Canary: promote on a score gate, not a calendar
Once shadow mode says the challenger is at least as good, you let it serve a small slice of real traffic and gate promotion on the live score — not on "it's been a week and nothing exploded."
interface CanaryGate {
stage: number; // current traffic percentage
minScore: number; // challenger must hold this
maxDelta: number; // and not regress vs champion by more than this
minSamples: number; // before any decision
}
function decideCanary(
results: ShadowResult[],
gate: CanaryGate,
): "promote" | "hold" | "rollback" {
if (results.length < gate.minSamples) return "hold";
const avg = (xs: number[]) => xs.reduce((a, b) => a + b, 0) / xs.length;
const challengerAvg = avg(results.map((r) => r.challengerScore));
const championAvg = avg(results.map((r) => r.championScore));
const delta = championAvg - challengerAvg;
if (challengerAvg < gate.minScore) return "rollback";
if (delta > gate.maxDelta) return "rollback";
return "promote";
}
The important detail: every rollback decision is attached to a set of failing challengerTraceIds. The gate doesn't just say no — it hands you the exact traces that caused the no. That is the difference between "the canary failed, somebody look into it eventually" and "the canary failed on these 14 requests, here are the traces, the regression is in the retrieval tool call." One of those gets fixed today.
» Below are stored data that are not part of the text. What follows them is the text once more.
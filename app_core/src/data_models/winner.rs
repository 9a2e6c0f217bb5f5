use chrono::{DateTime, Utc};
use rust_decimal::Decimal;
use serde::{Deserialize, Serialize};
use serde_json::Value;

use crate::contracts::{JobError, JobResult};
use crate::invariants::ensure_range_u32;

#[derive(Debug, Clone, Copy, PartialEq, Eq, Serialize, Deserialize)]
#[serde(rename_all = "lowercase")]
pub enum CreativeType {
    Video,
    Image,
}

#[derive(Debug, Clone, Copy, PartialEq, Eq, Serialize, Deserialize)]
#[serde(rename_all = "lowercase")]
pub enum LinkType {
    Product,
    Collection,
}

/// Per-tenant winner-scaling settings, including the four-bucket criteria
/// and separate campaign caps per creative modality.
#[derive(Debug, Clone, Serialize)]
pub struct WinnerScalingSettings {
    pub tenant_id: String,
    pub enabled: bool,
    pub sales_threshold_3d: i64,
    pub sales_threshold_7d: i64,
    pub sales_threshold_10d: i64,
    pub sales_threshold_14d: i64,
    pub min_buckets_required: u32,
    pub max_campaigns_per_winner_video: u32,
    pub max_campaigns_per_winner_image: u32,
    pub video_enabled: bool,
    pub image_enabled: bool,
    pub video_count: u32,
    pub image_count: u32,
    pub video_prompt: Option<String>,
    pub image_prompt: Option<String>,
    pub link_to_product: bool,
    pub link_to_collection: bool,
    pub daily_budget_per_campaign: Decimal,
}

#[derive(Deserialize)]
struct WinnerScalingSettingsRow {
    tenant_id: String,
    #[serde(default)]
    is_enabled: bool,
    #[serde(default = "default_t3")]
    sales_threshold_3d: i64,
    #[serde(default = "default_t7")]
    sales_threshold_7d: i64,
    #[serde(default = "default_t10")]
    sales_threshold_10d: i64,
    #[serde(default = "default_t14")]
    sales_threshold_14d: i64,
    #[serde(default = "default_min_buckets")]
    min_buckets_required: u32,
    #[serde(default)]
    max_campaigns_per_winner_video: Option<u32>,
    #[serde(default)]
    max_campaigns_per_winner_image: Option<u32>,
    /// Legacy single cap; split across modalities when the per-modality
    /// columns are absent.
    #[serde(default)]
    max_campaigns_per_winner: Option<u32>,
    #[serde(default = "default_true")]
    video_enabled: bool,
    #[serde(default = "default_true")]
    image_enabled: bool,
    #[serde(default = "default_video_count")]
    video_count: u32,
    #[serde(default = "default_image_count")]
    image_count: u32,
    #[serde(default)]
    video_prompt: Option<String>,
    #[serde(default)]
    image_prompt: Option<String>,
    #[serde(default = "default_true")]
    link_to_product: bool,
    #[serde(default = "default_true")]
    link_to_collection: bool,
    #[serde(default = "default_daily_budget")]
    daily_budget_per_campaign: Decimal,
}

impl WinnerScalingSettings {
    pub fn from_row(row: &Value) -> JobResult<Self> {
        let row: WinnerScalingSettingsRow = serde_json::from_value(row.clone())
            .map_err(|e| JobError::validation(format!("bad winner_scaling_settings row: {}", e)))?;

        ensure_range_u32(row.min_buckets_required, 1, 4, "min_buckets_required")?;

        let (max_video, max_image) =
            match (row.max_campaigns_per_winner_video, row.max_campaigns_per_winner_image) {
                (Some(video), Some(image)) => (video, image),
                (Some(video), None) => (video, default_split(row.max_campaigns_per_winner).1),
                (None, Some(image)) => (default_split(row.max_campaigns_per_winner).0, image),
                (None, None) => default_split(row.max_campaigns_per_winner),
            };

        Ok(Self {
            tenant_id: row.tenant_id,
            enabled: row.is_enabled,
            sales_threshold_3d: row.sales_threshold_3d,
            sales_threshold_7d: row.sales_threshold_7d,
            sales_threshold_10d: row.sales_threshold_10d,
            sales_threshold_14d: row.sales_threshold_14d,
            min_buckets_required: row.min_buckets_required,
            max_campaigns_per_winner_video: max_video,
            max_campaigns_per_winner_image: max_image,
            video_enabled: row.video_enabled,
            image_enabled: row.image_enabled,
            video_count: row.video_count,
            image_count: row.image_count,
            video_prompt: row.video_prompt,
            image_prompt: row.image_prompt,
            link_to_product: row.link_to_product,
            link_to_collection: row.link_to_collection,
            daily_budget_per_campaign: row.daily_budget_per_campaign,
        })
    }

    /// How many bucket thresholds the given sales snapshot passes.
    pub fn buckets_passed(&self, sales_3d: i64, sales_7d: i64, sales_10d: i64, sales_14d: i64) -> u32 {
        let mut passed = 0;
        if sales_3d >= self.sales_threshold_3d {
            passed += 1;
        }
        if sales_7d >= self.sales_threshold_7d {
            passed += 1;
        }
        if sales_10d >= self.sales_threshold_10d {
            passed += 1;
        }
        if sales_14d >= self.sales_threshold_14d {
            passed += 1;
        }
        passed
    }

    pub fn is_winner(&self, sales_3d: i64, sales_7d: i64, sales_10d: i64, sales_14d: i64) -> bool {
        self.buckets_passed(sales_3d, sales_7d, sales_10d, sales_14d) >= self.min_buckets_required
    }

    /// Enabled link types in creation order; product wins the fallback when
    /// nothing is enabled.
    pub fn link_types(&self) -> Vec<LinkType> {
        let mut links = Vec::new();
        if self.link_to_product {
            links.push(LinkType::Product);
        }
        if self.link_to_collection {
            links.push(LinkType::Collection);
        }
        if links.is_empty() {
            links.push(LinkType::Product);
        }
        links
    }
}

fn default_split(legacy_cap: Option<u32>) -> (u32, u32) {
    let cap = legacy_cap.unwrap_or(4);
    let video = cap / 2;
    (video, cap - video)
}

/// An identified high-performer.
#[derive(Debug, Clone, Serialize, Deserialize)]
pub struct WinnerProduct {
    pub id: String,
    pub tenant_id: String,
    pub product_id: String,
    pub collection_id: String,
    #[serde(default)]
    pub product_title: String,
    #[serde(default)]
    pub product_handle: Option<String>,
    #[serde(default)]
    pub collection_handle: Option<String>,
    #[serde(default)]
    pub image_url: Option<String>,
    #[serde(default)]
    pub sales_3d: i64,
    #[serde(default)]
    pub sales_7d: i64,
    #[serde(default)]
    pub sales_10d: i64,
    #[serde(default)]
    pub sales_14d: i64,
    #[serde(default)]
    pub buckets_passed: u32,
    #[serde(default)]
    pub original_campaign_id: Option<String>,
    #[serde(default = "default_true")]
    pub is_active: bool,
    #[serde(default)]
    pub identified_at: Option<DateTime<Utc>>,
}

/// One AI-generated creative asset.
#[derive(Debug, Clone, Serialize, Deserialize)]
pub struct GeneratedCreative {
    pub url: String,
    pub creative_type: CreativeType,
    pub model: String,
    #[serde(default)]
    pub prompt_used: Option<String>,
    #[serde(default)]
    pub pin_id: Option<String>,
}

/// A campaign spawned for a winner.
#[derive(Debug, Clone, Serialize, Deserialize)]
pub struct WinnerCampaign {
    /// Absent until the store assigns one; never serialized back as null.
    #[serde(default, skip_serializing_if = "Option::is_none")]
    pub id: Option<String>,
    pub tenant_id: String,
    pub winner_product_id: String,
    pub pinterest_campaign_id: String,
    #[serde(default)]
    pub pinterest_ad_group_id: Option<String>,
    pub campaign_name: String,
    pub creative_type: CreativeType,
    pub creative_count: u32,
    pub link_type: LinkType,
    pub status: String,
    #[serde(default)]
    pub generated_assets: Vec<GeneratedCreative>,
}

fn default_true() -> bool {
    true
}

fn default_t3() -> i64 {
    5
}

fn default_t7() -> i64 {
    10
}

fn default_t10() -> i64 {
    15
}

fn default_t14() -> i64 {
    20
}

fn default_min_buckets() -> u32 {
    3
}

fn default_video_count() -> u32 {
    2
}

fn default_image_count() -> u32 {
    4
}

fn default_daily_budget() -> Decimal {
    Decimal::from(10)
}

#[cfg(test)]
mod tests {
    use super::*;
    use serde_json::json;

    fn settings(row: Value) -> WinnerScalingSettings {
        WinnerScalingSettings::from_row(&row).unwrap()
    }

    #[test]
    fn test_bucket_counting_matches_thresholds() {
        let s = settings(json!({
            "tenant_id": "t1",
            "is_enabled": true,
            "sales_threshold_3d": 5,
            "sales_threshold_7d": 10,
            "sales_threshold_10d": 15,
            "sales_threshold_14d": 20,
            "min_buckets_required": 3
        }));

        // 6 >= 5, 12 >= 10, 14 < 15, 25 >= 20 -> 3 buckets, winner
        assert_eq!(s.buckets_passed(6, 12, 14, 25), 3);
        assert!(s.is_winner(6, 12, 14, 25));
        assert!(!s.is_winner(6, 12, 14, 19));
    }

    #[test]
    fn test_legacy_single_cap_splits_across_modalities() {
        let s = settings(json!({
            "tenant_id": "t1",
            "max_campaigns_per_winner": 5
        }));
        assert_eq!(s.max_campaigns_per_winner_video, 2);
        assert_eq!(s.max_campaigns_per_winner_image, 3);

        let s = settings(json!({
            "tenant_id": "t1",
            "max_campaigns_per_winner_video": 1,
            "max_campaigns_per_winner_image": 6
        }));
        assert_eq!(s.max_campaigns_per_winner_video, 1);
        assert_eq!(s.max_campaigns_per_winner_image, 6);
    }

    #[test]
    fn test_min_buckets_out_of_range_is_rejected() {
        let err = WinnerScalingSettings::from_row(&json!({
            "tenant_id": "t1",
            "min_buckets_required": 0
        }))
        .expect_err("must fail");
        assert!(err.message.contains("min_buckets_required"));
    }

    #[test]
    fn test_link_types_fall_back_to_product() {
        let s = settings(json!({
            "tenant_id": "t1",
            "link_to_product": false,
            "link_to_collection": false
        }));
        assert_eq!(s.link_types(), vec![LinkType::Product]);

        let s = settings(json!({"tenant_id": "t1"}));
        assert_eq!(s.link_types(), vec![LinkType::Product, LinkType::Collection]);
    }
}
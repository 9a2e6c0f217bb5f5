use std::env;
use std::time::Duration;

use url::Url;

use crate::contracts::{JobError, JobResult};
use crate::invariants::ensure_non_empty_trimmed;

pub const PINTEREST_API_BASE_DEFAULT: &str = "https://api.pinterest.com/v5";
pub const OPENAI_API_BASE_DEFAULT: &str = "https://api.openai.com/v1";
pub const GENAI_API_BASE_DEFAULT: &str = "https://generativelanguage.googleapis.com/v1beta";

/// Process-level configuration for the scheduled jobs.
///
/// Every secret comes from the environment at startup. API base URLs are
/// overridable so tests can point the clients at a local server.
#[derive(Debug, Clone)]
pub struct JobConfig {
    pub supabase_url: String,
    pub supabase_service_key: String,
    pub pinterest_app_id: Option<String>,
    pub pinterest_app_secret: Option<String>,
    pub openai_api_key: Option<String>,
    pub google_api_key: Option<String>,
    pub creative_bucket: String,
    pub pinterest_api_base: String,
    pub openai_api_base: String,
    pub genai_api_base: String,
    pub run_budget: Duration,
    pub settle_delay: Duration,
}

impl JobConfig {
    pub fn from_env() -> JobResult<Self> {
        let supabase_url = env::var("SUPABASE_URL")
            .map_err(|_| JobError::validation("SUPABASE_URL not set in environment variables"))?;
        let supabase_service_key = env::var("SUPABASE_SERVICE_KEY").map_err(|_| {
            JobError::validation("SUPABASE_SERVICE_KEY not set in environment variables")
        })?;
        ensure_non_empty_trimmed(&supabase_url, "SUPABASE_URL")?;
        ensure_non_empty_trimmed(&supabase_service_key, "SUPABASE_SERVICE_KEY")?;
        Url::parse(&supabase_url)
            .map_err(|e| JobError::validation(format!("SUPABASE_URL is not a valid URL: {}", e)))?;

        Ok(Self {
            supabase_url: supabase_url.trim_end_matches('/').to_string(),
            supabase_service_key,
            pinterest_app_id: optional_env("PINTEREST_APP_ID"),
            pinterest_app_secret: optional_env("PINTEREST_APP_SECRET"),
            openai_api_key: optional_env("OPENAI_API_KEY"),
            google_api_key: optional_env("GOOGLE_API_KEY"),
            creative_bucket: env::var("CREATIVE_BUCKET")
                .unwrap_or_else(|_| "winner-creatives".to_string()),
            pinterest_api_base: base_env("PINTEREST_API_BASE", PINTEREST_API_BASE_DEFAULT),
            openai_api_base: base_env("OPENAI_API_BASE", OPENAI_API_BASE_DEFAULT),
            genai_api_base: base_env("GENAI_API_BASE", GENAI_API_BASE_DEFAULT),
            run_budget: duration_env("JOB_RUN_BUDGET_SECS", 1800),
            settle_delay: duration_env("REPLACE_SETTLE_DELAY_SECS", 300),
        })
    }
}

fn optional_env(key: &str) -> Option<String> {
    env::var(key).ok().filter(|v| !v.trim().is_empty())
}

fn base_env(key: &str, default: &str) -> String {
    env::var(key)
        .ok()
        .filter(|v| !v.trim().is_empty())
        .map(|v| v.trim_end_matches('/').to_string())
        .unwrap_or_else(|| default.to_string())
}

fn duration_env(key: &str, default_secs: u64) -> Duration {
    let secs = env::var(key)
        .ok()
        .and_then(|v| v.parse::<u64>().ok())
        .unwrap_or(default_secs);
    Duration::from_secs(secs)
}

#[cfg(test)]
mod tests {
    use super::*;
    use std::sync::{Mutex, MutexGuard};

    static TEST_ENV_MUTEX: Mutex<()> = Mutex::new(());

    fn test_guard() -> MutexGuard<'static, ()> {
        let guard = TEST_ENV_MUTEX.lock().expect("test lock poisoned");
        for key in [
            "SUPABASE_URL",
            "SUPABASE_SERVICE_KEY",
            "PINTEREST_API_BASE",
            "CREATIVE_BUCKET",
            "JOB_RUN_BUDGET_SECS",
        ] {
            std::env::remove_var(key);
        }
        guard
    }

    #[test]
    fn test_from_env_requires_store_credentials() {
        let _guard = test_guard();
        let err = JobConfig::from_env().expect_err("must fail without store credentials");
        assert!(err.message.contains("SUPABASE_URL"));
    }

    #[test]
    fn test_from_env_applies_defaults_and_trims_base_urls() {
        let _guard = test_guard();
        std::env::set_var("SUPABASE_URL", "https://store.example.com/");
        std::env::set_var("SUPABASE_SERVICE_KEY", "service-key");
        std::env::set_var("PINTEREST_API_BASE", "http://127.0.0.1:9999/");

        let config = JobConfig::from_env().unwrap();
        assert_eq!(config.supabase_url, "https://store.example.com");
        assert_eq!(config.pinterest_api_base, "http://127.0.0.1:9999");
        assert_eq!(config.creative_bucket, "winner-creatives");
        assert_eq!(config.run_budget, Duration::from_secs(1800));
        assert_eq!(config.settle_delay, Duration::from_secs(300));

        std::env::remove_var("SUPABASE_URL");
        std::env::remove_var("SUPABASE_SERVICE_KEY");
        std::env::remove_var("PINTEREST_API_BASE");
    }
}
Why the two halves have to be one workflow
You can technically buy a scoring tool and a tracing tool separately and duct-tape them. Most teams that do this end up with scores in one dashboard and traces in another, joined by nothing, and when a canary regresses someone spends an afternoon trying to line up timestamps to figure out which trace goes with which bad score.
The reason agent-eval and AgentLens are designed as a unit is that the eval signal is only as useful as it is debuggable. A score without its trace is a number you can't act on. A trace without a score is a haystack with no needle marked. Wire them together — same request ID, score and trace produced in the same step — and your canary stops being a guess. The eval tells you that the challenger regressed; the trace tells you exactly where, so the rollback comes with a root cause instead of a shrug.
The takeaway
Stop treating agent changes as merge-and-pray. You already accept canaries and shadow traffic for every other service you run; your agent deserves the same discipline, and it needs it more, because its failure mode is quiet degradation, not a loud 500.
Shadow new versions against real traffic. Gate promotion on a live score, not the calendar. And make sure every score comes welded to the trace that produced it — agent-eval to tell you whether the change is safe, AgentLens to tell you why — because a canary you can't debug is just a slower way to ship the same regression.